В первый раз в разговоре с Горьким я услышал от него имя Троцкого.
– Тут дело ясное: некоторые из делегатов наших ведут себя во вкусе Троцкого. Они хотят сорвать переговоры. Хотят войны. И главным образом войны хочет Петроград. Москва стоит за мир...
Он помолчал раздраженно.
– Сил много накопилось...
* * *
Мы вышли на улицу, его дожидалась лошадь, он спросил, куда я иду.
– Садитесь, подвезу.
Стояла весенняя слякоть, на Караванной выбоины торцовой мостовой были заполнены лужами, кучер ехал медленно, прохожие, сторонясь пролетки, жались к домам.

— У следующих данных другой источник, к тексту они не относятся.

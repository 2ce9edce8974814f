use std::cell::RefCell;
use std::collections::VecDeque;

use async_trait::async_trait;
use tokio::sync::oneshot;
use wire::api::testing::{RecordedCall, ScriptedTransport};
use wire::{ApiRequest, ConvertResult, ErrorKind, Method, RawResponse, SessionUser};

use super::*;
use crate::state::panel::PanelState;

const ORIGIN: &str = "http://backend.test";

fn api(transport: ScriptedTransport) -> ApiClient<ScriptedTransport> {
    ApiClient::new(ORIGIN, transport)
}

fn user(id: &str) -> SessionUser {
    SessionUser(serde_json::json!({ "user_id": id, "name": "Ada", "email": "ada@example.com" }))
}

fn note_json(id: &str, title: &str, content: &str) -> serde_json::Value {
    serde_json::json!({ "id": id, "user_id": "u1", "title": title, "content": content })
}

/// Transport whose replies are released by the test through oneshot gates,
/// one gate per call in issue order.
struct GatedTransport {
    gates: RefCell<VecDeque<oneshot::Receiver<RawResponse>>>,
    calls: RefCell<Vec<RecordedCall>>,
}

impl GatedTransport {
    fn new(gates: Vec<oneshot::Receiver<RawResponse>>) -> Self {
        Self { gates: RefCell::new(gates.into()), calls: RefCell::new(Vec::new()) }
    }
}

#[async_trait(?Send)]
impl Transport for GatedTransport {
    async fn execute(&self, url: &str, request: &ApiRequest) -> Result<RawResponse, ApiError> {
        self.calls.borrow_mut().push(RecordedCall {
            method: request.method,
            url: url.to_owned(),
            body: request.body.clone(),
        });
        let gate = self.gates.borrow_mut().pop_front();
        let Some(gate) = gate else {
            return Err(ApiError::Network("no gate".to_owned()));
        };
        gate.await.map_err(|_| ApiError::Network("gate dropped".to_owned()))
    }
}

/// Cell that can be emptied mid-request, like a panel unmounting.
struct Detachable<P>(RefCell<Option<P>>);

impl<P> Detachable<P> {
    fn new(panel: P) -> Self {
        Self(RefCell::new(Some(panel)))
    }

    fn detach(&self) {
        self.0.borrow_mut().take();
    }
}

impl<P> PanelCell<P> for Detachable<P> {
    fn with_mut<R>(&self, f: impl FnOnce(&mut P) -> R) -> Option<R> {
        self.0.borrow_mut().as_mut().map(f)
    }
}

fn answer(text: &str) -> RawResponse {
    RawResponse::new(200, serde_json::json!({ "answer": text }).to_string())
}

// =============================================================
// Videos
// =============================================================

#[tokio::test]
async fn load_videos_fetches_catalog_once() {
    let api = api(ScriptedTransport::new().reply(
        200,
        &serde_json::json!({ "channels": [{ "name": "c", "url": "u", "topics": [], "videos": [] }] }),
    ));
    let panel = RefCell::new(VideosPanel::default());

    load_videos(&panel, &api).await;

    assert_eq!(panel.borrow().channels().len(), 1);
    let calls = api.transport().calls();
    assert_eq!(calls.len(), 1);
    assert_eq!(calls[0].method, Method::Get);
    assert_eq!(calls[0].url, "http://backend.test/api/videos");
}

#[tokio::test]
async fn load_videos_malformed_body_fails_panel() {
    let api = api(ScriptedTransport::new().reply_text(200, "not json"));
    let panel = RefCell::new(VideosPanel::default());

    load_videos(&panel, &api).await;

    let error = panel.borrow().catalog.error().cloned().expect("failed");
    assert_eq!(error.kind(), ErrorKind::MalformedResponse);
}

// =============================================================
// Identity gating
// =============================================================

#[tokio::test]
async fn notes_without_session_issue_no_requests() {
    let api = api(ScriptedTransport::new());
    let panel = RefCell::new(NotesPanel { title: "T".to_owned(), content: "C".to_owned(), ..NotesPanel::default() });

    assert!(!load_notes(&panel, None, &api).await);
    assert!(!save_note(&panel, None, &api).await);

    assert!(api.transport().calls().is_empty());
    assert_eq!(panel.borrow().save.state(), &PanelState::Idle);
    assert_eq!(panel.borrow().title, "T");
}

#[tokio::test]
async fn progress_without_session_issues_no_requests() {
    let api = api(ScriptedTransport::new());
    let panel = RefCell::new(ProgressPanel::default());

    assert!(!complete_intro(&panel, None, &api).await);
    assert!(!load_progress(&panel, None, &api).await);

    assert!(api.transport().calls().is_empty());
    assert_eq!(panel.borrow().error_message(), None);
}

#[tokio::test]
async fn session_without_user_id_counts_as_signed_out() {
    let api = api(ScriptedTransport::new());
    let panel = RefCell::new(NotesPanel::default());
    let partial = SessionUser(serde_json::json!({ "name": "Ada" }));

    assert!(!save_note(&panel, Some(&partial), &api).await);
    assert!(api.transport().calls().is_empty());
}

// =============================================================
// Notes
// =============================================================

#[tokio::test]
async fn opening_notes_issues_one_get_before_showing_list() {
    let (tx, rx) = oneshot::channel();
    let api = ApiClient::new(ORIGIN, GatedTransport::new(vec![rx]));
    let panel = RefCell::new(NotesPanel::default());
    let session = user("u1");

    let release = async {
        tokio::task::yield_now().await;
        assert!(panel.borrow().list.is_pending());
        assert!(panel.borrow().notes().is_empty());
        let _ = tx.send(RawResponse::new(200, serde_json::json!([note_json("n1", "T", "C")]).to_string()));
    };
    let (issued, ()) = tokio::join!(load_notes(&panel, Some(&session), &api), release);

    assert!(issued);
    let calls = api.transport().calls.borrow().clone();
    assert_eq!(
        calls,
        vec![RecordedCall { method: Method::Get, url: "http://backend.test/api/notes?user_id=u1".to_owned(), body: None }]
    );
    assert_eq!(panel.borrow().notes()[0].id, "n1");
}

#[tokio::test]
async fn save_note_posts_then_reloads_once() {
    let api = api(
        ScriptedTransport::new()
            .reply(200, &note_json("n9", "T", "C"))
            .reply(200, &serde_json::json!([note_json("n9", "T", "C"), note_json("n1", "older", "x")])),
    );
    let panel = RefCell::new(NotesPanel { title: "T".to_owned(), content: "C".to_owned(), ..NotesPanel::default() });
    let session = user("u1");

    assert!(save_note(&panel, Some(&session), &api).await);

    let calls = api.transport().calls();
    assert_eq!(calls.len(), 2);
    assert_eq!(calls[0].method, Method::Post);
    assert_eq!(calls[0].url, "http://backend.test/api/notes");
    assert_eq!(calls[0].body, Some(serde_json::json!({ "user_id": "u1", "title": "T", "content": "C" })));
    assert_eq!(calls[1].method, Method::Get);
    assert_eq!(calls[1].url, "http://backend.test/api/notes?user_id=u1");

    let panel = panel.borrow();
    let titles: Vec<_> = panel.notes().iter().map(|n| n.title.as_str()).collect();
    assert_eq!(titles, ["T", "older"]);
    assert!(panel.title.is_empty());
    assert!(panel.content.is_empty());
}

#[tokio::test]
async fn failed_save_keeps_draft_and_skips_reload() {
    let api = api(ScriptedTransport::new().reply(500, &serde_json::json!({ "detail": "db down" })));
    let panel = RefCell::new(NotesPanel { title: "T".to_owned(), content: "C".to_owned(), ..NotesPanel::default() });
    let session = user("u1");

    assert!(save_note(&panel, Some(&session), &api).await);

    assert_eq!(api.transport().calls().len(), 1);
    let panel = panel.borrow();
    assert_eq!(panel.title, "T");
    assert_eq!(panel.content, "C");
    assert_eq!(panel.save.error().map(ApiError::kind), Some(ErrorKind::Backend));
}

// =============================================================
// Mentor
// =============================================================

#[tokio::test]
async fn ask_mentor_posts_form_and_displays_answer() {
    let api = api(ScriptedTransport::new().reply(200, &serde_json::json!({ "answer": "Start with factorial." })));
    let panel = RefCell::new(MentorPanel::default());

    ask_mentor(&panel, &api).await;

    let calls = api.transport().calls();
    assert_eq!(calls.len(), 1);
    assert_eq!(calls[0].url, "http://backend.test/api/ai/mentor");
    assert_eq!(
        calls[0].body,
        Some(serde_json::json!({ "question": "How do I learn recursion?", "language": "", "level": "beginner" }))
    );
    assert_eq!(panel.borrow().display(), "Start with factorial.");
}

#[tokio::test]
async fn overlapping_asks_keep_last_issued_answer_when_it_arrives_first() {
    let (tx1, rx1) = oneshot::channel();
    let (tx2, rx2) = oneshot::channel();
    let api = ApiClient::new(ORIGIN, GatedTransport::new(vec![rx1, rx2]));
    let panel = RefCell::new(MentorPanel::default());

    let release = async {
        tokio::task::yield_now().await;
        let _ = tx2.send(answer("second"));
        while panel.borrow().display() != "second" {
            tokio::task::yield_now().await;
        }
        let _ = tx1.send(answer("first"));
    };
    tokio::join!(ask_mentor(&panel, &api), ask_mentor(&panel, &api), release);

    assert_eq!(api.transport().calls.borrow().len(), 2);
    assert_eq!(panel.borrow().display(), "second");
    assert!(!panel.borrow().answer.in_flight());
}

#[tokio::test]
async fn overlapping_asks_in_order_end_on_last_issued_answer() {
    let (tx1, rx1) = oneshot::channel();
    let (tx2, rx2) = oneshot::channel();
    let api = ApiClient::new(ORIGIN, GatedTransport::new(vec![rx1, rx2]));
    let panel = RefCell::new(MentorPanel::default());

    let release = async {
        tokio::task::yield_now().await;
        let _ = tx1.send(answer("first"));
        while panel.borrow().display() != "first" {
            tokio::task::yield_now().await;
        }
        let _ = tx2.send(answer("second"));
    };
    tokio::join!(ask_mentor(&panel, &api), ask_mentor(&panel, &api), release);

    assert_eq!(panel.borrow().display(), "second");
}

#[tokio::test]
async fn late_answer_after_unmount_is_dropped() {
    let (tx, rx) = oneshot::channel();
    let api = ApiClient::new(ORIGIN, GatedTransport::new(vec![rx]));
    let panel = Detachable::new(MentorPanel::default());

    let unmount = async {
        tokio::task::yield_now().await;
        panel.detach();
        let _ = tx.send(answer("too late"));
    };
    tokio::join!(ask_mentor(&panel, &api), unmount);

    assert_eq!(api.transport().calls.borrow().len(), 1);
    assert!(panel.0.borrow().is_none());
}

// =============================================================
// Converter
// =============================================================

#[tokio::test]
async fn convert_code_posts_fields_and_formats_notes() {
    let api = api(ScriptedTransport::new().reply(
        200,
        &serde_json::json!({ "converted": "print(\"Hello\")", "notes": "print replaces console.log" }),
    ));
    let panel = RefCell::new(ConvertPanel::default());

    convert_code(&panel, &api).await;

    let calls = api.transport().calls();
    assert_eq!(calls[0].url, "http://backend.test/api/ai/convert");
    assert_eq!(
        calls[0].body,
        Some(serde_json::json!({
            "source_language": "javascript",
            "target_language": "python",
            "code": "console.log(\"Hello\")"
        }))
    );
    assert_eq!(panel.borrow().display(), "print(\"Hello\")\n\nNotes: print replaces console.log");
    assert_eq!(
        panel.borrow().result.value(),
        Some(&ConvertResult { converted: "print(\"Hello\")".to_owned(), notes: Some("print replaces console.log".to_owned()) })
    );
}

#[tokio::test]
async fn convert_network_failure_shows_message_not_placeholder() {
    let api = api(ScriptedTransport::new().fail(ApiError::Network("refused".to_owned())));
    let panel = RefCell::new(ConvertPanel::default());

    convert_code(&panel, &api).await;

    assert_eq!(panel.borrow().display(), ApiError::Network(String::new()).user_message());
}

// =============================================================
// Progress
// =============================================================

#[tokio::test]
async fn complete_intro_posts_then_reloads_progress() {
    let api = api(
        ScriptedTransport::new()
            .reply(200, &serde_json::json!({ "ok": true }))
            .reply(200, &serde_json::json!({ "completed": 1, "rank": "Novice" })),
    );
    let panel = RefCell::new(ProgressPanel::default());
    let session = user("u1");

    assert!(complete_intro(&panel, Some(&session), &api).await);

    let calls = api.transport().calls();
    assert_eq!(calls.len(), 2);
    assert_eq!(calls[0].url, "http://backend.test/api/progress");
    assert_eq!(
        calls[0].body,
        Some(serde_json::json!({ "user_id": "u1", "course": "Foundations", "lesson": "Intro", "completed": true }))
    );
    assert_eq!(calls[1].method, Method::Get);
    assert_eq!(calls[1].url, "http://backend.test/api/progress/u1");
    assert_eq!(panel.borrow().completed_label(), "Completed: 1");
    assert_eq!(panel.borrow().rank_label(), "Rank: Novice");
}

// =============================================================
// Auth
// =============================================================

#[tokio::test]
async fn sign_up_stores_returned_user_verbatim() {
    let payload = serde_json::json!({ "user_id": "u7", "name": "Student", "email": "student@example.com", "rank": "Novice" });
    let api = api(ScriptedTransport::new().reply(200, &payload));
    let form = RefCell::new(AuthForm::default());
    let auth = RefCell::new(AuthState::default());

    authenticate(&form, &auth, AuthAction::SignUp, &api).await;

    assert_eq!(api.transport().calls()[0].url, "http://backend.test/api/auth/signup");
    assert_eq!(auth.borrow().user.as_ref().map(SessionUser::raw), Some(&payload));
    assert_eq!(auth.borrow().identity().as_deref(), Some("u7"));
    assert_eq!(form.borrow().status_text(), "");
}

#[tokio::test]
async fn failed_login_leaves_session_untouched() {
    let api = api(ScriptedTransport::new().reply(404, &serde_json::json!({ "detail": "no such user" })));
    let form = RefCell::new(AuthForm::default());
    let auth = RefCell::new(AuthState::default());

    authenticate(&form, &auth, AuthAction::LogIn, &api).await;

    assert_eq!(
        api.transport().calls()[0].body,
        Some(serde_json::json!({ "email": "student@example.com" }))
    );
    assert!(auth.borrow().user.is_none());
    assert_eq!(form.borrow().status_text(), "The server returned an error (HTTP 404).");
}

#[tokio::test]
async fn login_completing_after_form_unmount_still_signs_in() {
    let (tx, rx) = oneshot::channel();
    let api = ApiClient::new(ORIGIN, GatedTransport::new(vec![rx]));
    let form = Detachable::new(AuthForm::default());
    let auth = RefCell::new(AuthState::default());

    let navigate_away = async {
        tokio::task::yield_now().await;
        form.detach();
        let _ = tx.send(RawResponse::new(200, serde_json::json!({ "user_id": "u1" }).to_string()));
    };
    tokio::join!(authenticate(&form, &auth, AuthAction::LogIn, &api), navigate_away);

    assert_eq!(auth.borrow().identity().as_deref(), Some("u1"));
}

– У меня, понимаете ли, нога болит, – сказал он, – расширение вен, не могу ходить...
Он долго молчал, явно недосказывая чего-то, и хмурился. Мне было неловко слышать объяснение – почему он ездит, а не ходит пешком, а у меня вертелось на языке что-то вроде признания за ним права на любые удобства. Чем дальше мы ехали, тем неприятнее становилась очевидная недосказанность. Где-то у цирка, когда шагом поднимались к Симеоновскому мосту и подул настойчивый ветер, Горький сильно надвинул на глаза широкое поле шляпы, сказал:
– Едешь на лошади, тебя встречают такие ненавистные взгляды: «буржуй».
– Не всегда же так думают.
– А как же еще думают?
– Думают – «комиссар»...
Он довольно засмеялся и с задором начал выглядывать из-под шляпы на разношерстных пешеходов, бежавших через мост.
* * *
Рядом с войной, революцией, насущным хлебом, теплом и холодом литература не занимала никакого места. Даже для профессионалов-писателей она казалась несуществующей. Одни думали, что она умерла, другие считали, что после золотого и серебряного века она вступала в век бесславия, упадка, вырождения. Но главное – всем было очевидно, что для прожития, для поддержания земного бытия литература не нужна. Это не могло не укреплять убеждения, что жизнь – одно, а литература – другое. Жизнь – это война, революция, хлеб, дрова. А что такое литература?
Когда в первую мировую войну американцы снаряжали войско на фронт, в Европу, им пришлось подумать над тем, какую книгу для чтения следует положить в походный ранец американского солдата. Они долго выбирали и остановились наконец на романе Диккенса «Жизнь и приключения Николая Никкльби». С этим романом, в котором совсем не говорится о войне, американцы и провели всю войну. Так был решен вопрос, что такое литература, и так он решался не только американцами: литература есть нечто ценное своим отличием от жизни, в ней хорошо то, что это – не война, не революция, не хлеб и не дрова.